The State of Web Services Management Protocols
Examining the common ground of the two main specifications
Mar. 15, 2006 02:00 PM
An interesting convergence is taking place in the IT management world, toward Web services-based management protocols. One of the driving factors in this convergence is the effort to improve the agility of enterprise IT, such as HP's Adaptive Enterprise, IBM's On Demand Computing, and Microsoft's DSI.
The convergence also derives from the effort of the Grid community, as seen in Global Grid Forum, where the goal is to build support for large and distributed computing systems. At the lower end of the spectrum, the convergence comes from manufacturers of devices such as printers and phones that acknowledge improved management as a key customer demand. Finally, the traditional IT management community, such as the companies working inside the Distributed Management Task Force (DMTF), is also compelled to use Web services for management.
The reasons for wanting to use a Web services-based standard are multiple, but those most often cited are:
Out of this industry push, two main efforts have emerged. The OASIS WSDM (Web Services Distributed Management) technical committee produced the WSDM MUWS (Management Using Web Services) 1.0 specification as an OASIS standard in March 2005. In August 2005, the WS-Management specification was submitted to the DMTF, which subsequently chartered a new subgroup to produce a standard based on the WS-Management submission. WSDM MUWS and WS-Management largely overlap in scope. More important, while the attention is often focused on the differences, there are significant similarities in the two specifications.
Both specifications assume that resources are represented by an XML document and make this document available through SOAP-based mechanisms (allowing the entire document or only parts of it to be retrieved). In addition, both specifications consider that resources are individually addressable and assign to them a WS-Addressing Endpoint Reference (EPR). In doing so, the specifications don't assume that accessing each resource directly is the only way to manage them, but allows the XML representation of several resources to be accessed at once as part of a system. Both specifications also make use of a SOAP-based eventing mechanism to allow managers to subscribe for and receive events of interest. The actual SOAP messages used to execute these actions are different, preventing interoperability across the specifications, but the concepts and approaches are very similar.

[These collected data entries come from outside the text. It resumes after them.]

//! Request gates for protected routes
//!
//! `require_authenticated` validates the bearer token and puts an
//! [`AuthenticatedUser`] into request extensions; `require_role` checks that
//! identity against an allow-list. Either gate drains the request body
//! before rejecting.

use super::jwt::{validate_access_token, Claims, JwtConfig};
use crate::audit::{audit_log, AuditContext, AuditEvent};
use crate::error::AppError;
use crate::state::AppState;
use axum::{
    body::Body,
    extract::{Request, State},
    http::{header, HeaderMap},
    middleware::Next,
    response::Response,
};
use chrono::{DateTime, Utc};
use futures::StreamExt;
use libris_core::{AuthConfig, RevocationMode, UserDirectory, UserRole};
use serde::Serialize;
use std::sync::Arc;

/// Identity of the caller, available to handlers via `Extension<AuthenticatedUser>`
#[derive(Debug, Clone, PartialEq, Serialize)]
pub struct AuthenticatedUser {
    pub user_id: String,
    pub email: String,
    pub role: UserRole,
    /// When the presented access token was issued
    pub issued_at: DateTime<Utc>,
}

impl AuthenticatedUser {
    pub fn is_owner(&self) -> bool {
        self.role == UserRole::Owner
    }

    pub fn has_any_role(&self, roles: &[UserRole]) -> bool {
        roles.contains(&self.role)
    }
}

impl TryFrom<Claims> for AuthenticatedUser {
    type Error = AppError;

    /// A validly signed token naming an unknown role is a server fault, not a client one
    fn try_from(claims: Claims) -> Result<Self, Self::Error> {
        let issued_at = claims
            .issued_at()
            .ok_or_else(|| AppError::Unauthorized("invalid or expired token".to_string()))?;
        let role = claims
            .role
            .parse::<UserRole>()
            .map_err(|e| AppError::internal("access token carries an unknown role", e))?;

        Ok(Self {
            user_id: claims.sub,
            email: claims.email,
            role,
            issued_at,
        })
    }
}

/// Pull the token out of `Authorization: Bearer <token>`
///
/// The header must split on single spaces into exactly two parts, the
/// first being literally `Bearer`.
fn bearer_token(headers: &HeaderMap) -> Result<&str, AppError> {
    let value = headers
        .get(header::AUTHORIZATION)
        .ok_or_else(|| AppError::Unauthorized("authorization header required".to_string()))?;

    let invalid_format = || AppError::Unauthorized("invalid authorization header format".to_string());
    let value = value.to_str().map_err(|_| invalid_format())?;

    let parts: Vec<&str> = value.split(' ').collect();
    match parts.as_slice() {
        ["Bearer", token] => Ok(*token),
        _ => Err(invalid_format()),
    }
}

/// Signature and expiry checks only
#[derive(Debug, Clone)]
pub struct StatelessAuthMiddleware {
    jwt_config: JwtConfig,
}

impl StatelessAuthMiddleware {
    pub fn new(jwt_config: JwtConfig) -> Self {
        Self { jwt_config }
    }

    pub fn authenticate(&self, headers: &HeaderMap) -> Result<AuthenticatedUser, AppError> {
        let token = bearer_token(headers)?;
        let claims = validate_access_token(&self.jwt_config, token)?;
        AuthenticatedUser::try_from(claims)
    }
}

/// Stateless checks plus a directory lookup against the user's revocation cutoff
#[derive(Clone)]
pub struct RevocationAwareAuthMiddleware {
    stateless: StatelessAuthMiddleware,
    users: Arc<dyn UserDirectory>,
}

impl RevocationAwareAuthMiddleware {
    pub fn new(jwt_config: JwtConfig, users: Arc<dyn UserDirectory>) -> Self {
        Self {
            stateless: StatelessAuthMiddleware::new(jwt_config),
            users,
        }
    }

    pub async fn authenticate(&self, headers: &HeaderMap) -> Result<AuthenticatedUser, AppError> {
        let identity = self.stateless.authenticate(headers)?;

        let user = self
            .users
            .find_by_id(&identity.user_id)
            .await?
            .ok_or_else(|| AppError::Unauthorized("user not found".to_string()))?;

        if user.is_token_revoked(identity.issued_at) {
            return Err(AppError::Unauthorized(
                "token has been invalidated".to_string(),
            ));
        }

        Ok(identity)
    }
}

/// The authentication gate chosen at wiring time
#[derive(Clone)]
pub enum AuthGate {
    Stateless(StatelessAuthMiddleware),
    RevocationAware(RevocationAwareAuthMiddleware),
}

impl AuthGate {
    pub fn from_config(config: &AuthConfig, users: Arc<dyn UserDirectory>) -> Self {
        let jwt_config = JwtConfig::from(config);
        match config.revocation_mode {
            RevocationMode::Stateless => {
                AuthGate::Stateless(StatelessAuthMiddleware::new(jwt_config))
            }
            RevocationMode::RevocationAware => {
                AuthGate::RevocationAware(RevocationAwareAuthMiddleware::new(jwt_config, users))
            }
        }
    }

    pub fn mode(&self) -> RevocationMode {
        match self {
            AuthGate::Stateless(_) => RevocationMode::Stateless,
            AuthGate::RevocationAware(_) => RevocationMode::RevocationAware,
        }
    }

    pub async fn authenticate(&self, headers: &HeaderMap) -> Result<AuthenticatedUser, AppError> {
        match self {
            AuthGate::Stateless(gate) => gate.authenticate(headers),
            AuthGate::RevocationAware(gate) => gate.authenticate(headers).await,
        }
    }
}

/// Read and discard whatever is left of a rejected request's body
///
/// Frames are dropped as they arrive, so nothing is buffered whatever the
/// upload size.
async fn drain_body(body: Body) {
    let mut frames = body.into_data_stream();
    while let Some(frame) = frames.next().await {
        if let Err(e) = frame {
            tracing::debug!(error = %e, "failed to drain rejected request body");
            break;
        }
    }
}

/// Authentication middleware for protected routes
///
/// ```ignore
/// let protected = Router::new()
///     .route("/me", get(me))
///     .route_layer(middleware::from_fn_with_state(state.clone(), require_authenticated));
/// ```
pub async fn require_authenticated(
    State(state): State<Arc<AppState>>,
    mut request: Request,
    next: Next,
) -> Result<Response, AppError> {
    match state.gate.authenticate(request.headers()).await {
        Ok(user) => {
            request.extensions_mut().insert(user);
            Ok(next.run(request).await)
        }
        Err(err) => {
            if matches!(err, AppError::Unauthorized(_)) {
                let ctx = AuditContext::from_headers(request.headers());
                audit_log(&AuditEvent::InvalidToken {
                    reason: err.to_string(),
                    ip_address: ctx.ip_address,
                    user_agent: ctx.user_agent,
                });
            }
            drain_body(request.into_body()).await;
            Err(err)
        }
    }
}

/// Type alias for role middleware future
type RoleMiddlewareFuture =
    std::pin::Pin<Box<dyn std::future::Future<Output = Result<Response, AppError>> + Send>>;

/// Role gate; must sit behind [`require_authenticated`]
///
/// ```ignore
/// let owner_only = Router::new()
///     .route("/purge", post(purge))
///     .route_layer(middleware::from_fn_with_state(state.clone(), require_role(&[UserRole::Owner])))
///     .route_layer(middleware::from_fn_with_state(state.clone(), require_authenticated));
/// ```
pub fn require_role(
    allowed: &'static [UserRole],
) -> impl Fn(State<Arc<AppState>>, Request, Next) -> RoleMiddlewareFuture + Clone {
    move |_: State<Arc<AppState>>, request: Request, next: Next| {
        Box::pin(async move {
            let Some(user) = request.extensions().get::<AuthenticatedUser>().cloned() else {
                drain_body(request.into_body()).await;
                return Err(AppError::Unauthorized("user role not found".to_string()));
            };

            if user.has_any_role(allowed) {
                return Ok(next.run(request).await);
            }

            let ctx = AuditContext::from_headers(request.headers());
            audit_log(&AuditEvent::AccessDenied {
                user_id: Some(user.user_id),
                email: Some(user.email),
                resource: request.uri().path().to_string(),
                required_roles: allowed.iter().map(|r| r.as_str().to_string()).collect(),
                ip_address: ctx.ip_address,
                user_agent: ctx.user_agent,
            });

            drain_body(request.into_body()).await;
            Err(AppError::Forbidden("insufficient permissions".to_string()))
        })
    }
}

#[cfg(test)]
mod tests {
    use super::*;
    use crate::auth::jwt::issue_access_token_at;
    use axum::http::HeaderValue;
    use chrono::Duration;
    use libris_core::{now_micros, MemoryUserDirectory, NewUser};

    fn headers_with(value: &str) -> HeaderMap {
        let mut headers = HeaderMap::new();
        headers.insert(header::AUTHORIZATION, HeaderValue::from_str(value).unwrap());
        headers
    }

    async fn seeded_directory() -> (Arc<MemoryUserDirectory>, String) {
        let users = Arc::new(MemoryUserDirectory::new());
        let user = users
            .create(NewUser {
                email: "member@example.com".to_string(),
                password_hash: "unused".to_string(),
                first_name: "Mem".to_string(),
                last_name: "Ber".to_string(),
                role: UserRole::Member,
            })
            .await
            .unwrap();
        (users, user.id)
    }

    fn token_for(user_id: &str, issued_at: DateTime<Utc>) -> String {
        issue_access_token_at(
            &JwtConfig::default(),
            user_id,
            "member@example.com",
            UserRole::Member,
            issued_at,
        )
        .unwrap()
    }

    fn unauthorized_message(result: Result<AuthenticatedUser, AppError>) -> String {
        match result {
            Err(AppError::Unauthorized(msg)) => msg,
            other => panic!("expected unauthorized, got {other:?}"),
        }
    }

    #[test]
    fn test_bearer_header_format() {
        let gate = StatelessAuthMiddleware::new(JwtConfig::default());

        assert_eq!(
            unauthorized_message(gate.authenticate(&HeaderMap::new())),
            "authorization header required"
        );

        for value in ["Bearer", "Basic abc", "bearer abc", "Bearer  abc", "Bearer a b", "Token"] {
            assert_eq!(
                unauthorized_message(gate.authenticate(&headers_with(value))),
                "invalid authorization header format",
                "{value}"
            );
        }

        assert_eq!(
            unauthorized_message(gate.authenticate(&headers_with("Bearer not.a.jwt"))),
            "invalid or expired token"
        );
    }

    #[test]
    fn test_stateless_gate_accepts_valid_token() {
        let gate = StatelessAuthMiddleware::new(JwtConfig::default());
        let issued_at = now_micros();
        let token = token_for("u1", issued_at);

        let user = gate
            .authenticate(&headers_with(&format!("Bearer {token}")))
            .unwrap();
        assert_eq!(user.user_id, "u1");
        assert_eq!(user.role, UserRole::Member);
        assert_eq!(user.issued_at, issued_at);
        assert!(!user.is_owner());
    }

    #[test]
    fn test_unknown_role_is_internal() {
        let claims = Claims {
            iss: "libris-api".to_string(),
            sub: "u1".to_string(),
            email: "x@example.com".to_string(),
            role: "admin".to_string(),
            iat: 0,
            exp: 0,
            iat_us: 0,
        };
        assert!(matches!(
            AuthenticatedUser::try_from(claims),
            Err(AppError::Internal { .. })
        ));
    }

    #[tokio::test]
    async fn test_revocation_aware_gate() {
        let (users, user_id) = seeded_directory().await;
        let gate = RevocationAwareAuthMiddleware::new(JwtConfig::default(), users.clone());
        let stateless = StatelessAuthMiddleware::new(JwtConfig::default());

        let cutoff = now_micros();
        let old = headers_with(&format!("Bearer {}", token_for(&user_id, cutoff - Duration::seconds(5))));
        let fresh = headers_with(&format!("Bearer {}", token_for(&user_id, cutoff)));

        assert!(gate.authenticate(&old).await.is_ok());

        users.invalidate_tokens(&user_id, cutoff).await.unwrap();

        assert_eq!(
            unauthorized_message(gate.authenticate(&old).await),
            "token has been invalidated"
        );
        assert!(gate.authenticate(&fresh).await.is_ok());

        // Stateless mode never consults the directory
        assert!(stateless.authenticate(&old).is_ok());
    }

    #[tokio::test]
    async fn test_revocation_aware_gate_unknown_user() {
        let (users, _) = seeded_directory().await;
        let gate = RevocationAwareAuthMiddleware::new(JwtConfig::default(), users);
        let headers = headers_with(&format!("Bearer {}", token_for("ghost", now_micros())));

        assert_eq!(
            unauthorized_message(gate.authenticate(&headers).await),
            "user not found"
        );
    }

    #[test]
    fn test_gate_from_config() {
        let users: Arc<dyn UserDirectory> = Arc::new(MemoryUserDirectory::new());
        let mut config = AuthConfig::default();

        assert_eq!(
            AuthGate::from_config(&config, users.clone()).mode(),
            RevocationMode::RevocationAware
        );

        config.revocation_mode = RevocationMode::Stateless;
        assert_eq!(
            AuthGate::from_config(&config, users).mode(),
            RevocationMode::Stateless
        );
    }

    #[test]
    fn test_has_any_role() {
        let user = AuthenticatedUser {
            user_id: "u1".to_string(),
            email: "owner@example.com".to_string(),
            role: UserRole::Owner,
            issued_at: now_micros(),
        };

        assert!(user.is_owner());
        assert!(user.has_any_role(&[UserRole::Owner]));
        assert!(user.has_any_role(&[UserRole::Member, UserRole::Owner]));
        assert!(!user.has_any_role(&[UserRole::Member]));
        assert!(!user.has_any_role(&[]));
    }
}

The key difference between the specifications comes from the somewhat different perspective under which they were developed. The focus of WS-Management was to optimize for small, well-understood systems, such as the components of a computer or the services inside an operating system. WSDM's focus, as illustrated by the "D" in the acronym, was on allowing and managing distributed systems, composed of resources of very dissimilar types. This division in approach materializes in the only considerable architectural difference between WSDM MUWS and WS-Management: the fact that WS-Management specifies the structure of the EPR while WSDM MUWS doesn't put any constraint on how EPRs are created. The value of treating EPRs as opaque is that it promotes loose coupling between the service and the consumer. The addressing details are hidden in the EPR and never show up in the implementation of the consumer. The consumer only needs to find the EPR to know how to access the service, and if the service changes its addressing mechanism, an updated EPR will work and require no change on the consumer.
On the other hand, this requires that the consumer first find the EPR of the service, which costs an extra step in the interaction. In management scenarios, an additional aspect to consider is the fact that the invoker usually knows and understands the model of the resource. In this case, if we assume that the addressing mechanism is based on elements of the model (a requirement that WS-Management unfortunately does not impose but that implementers of the specifications would be wise to obey), then exposing this addressing mechanism to the invoker doesn't really add much tightness to the coupling. This is the approach that WS-Management takes, and it is the same one that WSDM MUWS has avoided. In addition to the risk of more brittle systems, this approach creates somewhat of a barrier between manageability Web services and other Web services, even though integrating them is one of the explicit benefits of using Web services for management interactions.
The fact that the specifications have so much in common bodes well for the prospect of gradual alignment, and efforts to make this happen are taking shape, for example in DMTF. Many of these efforts are outside of the control of the DMTF though, since at the XML level most of the content of the different protocols comes from more general specifications, such as WS-Eventing and WS-Notification for events and WS-ResourceProperties and WS-Transfer for defining the messages used for retrieving the XML representation of resources. For these specifications too, the difference is often more in the realm of XML syntax than architecture, such that implementers of either stack should be able to think in terms of having to eventually support a new version of their stack of choice rather than a new stack if and when they rejoin. Once again, those who implement their protocols with versioning in mind will harvest the benefit of their design efforts.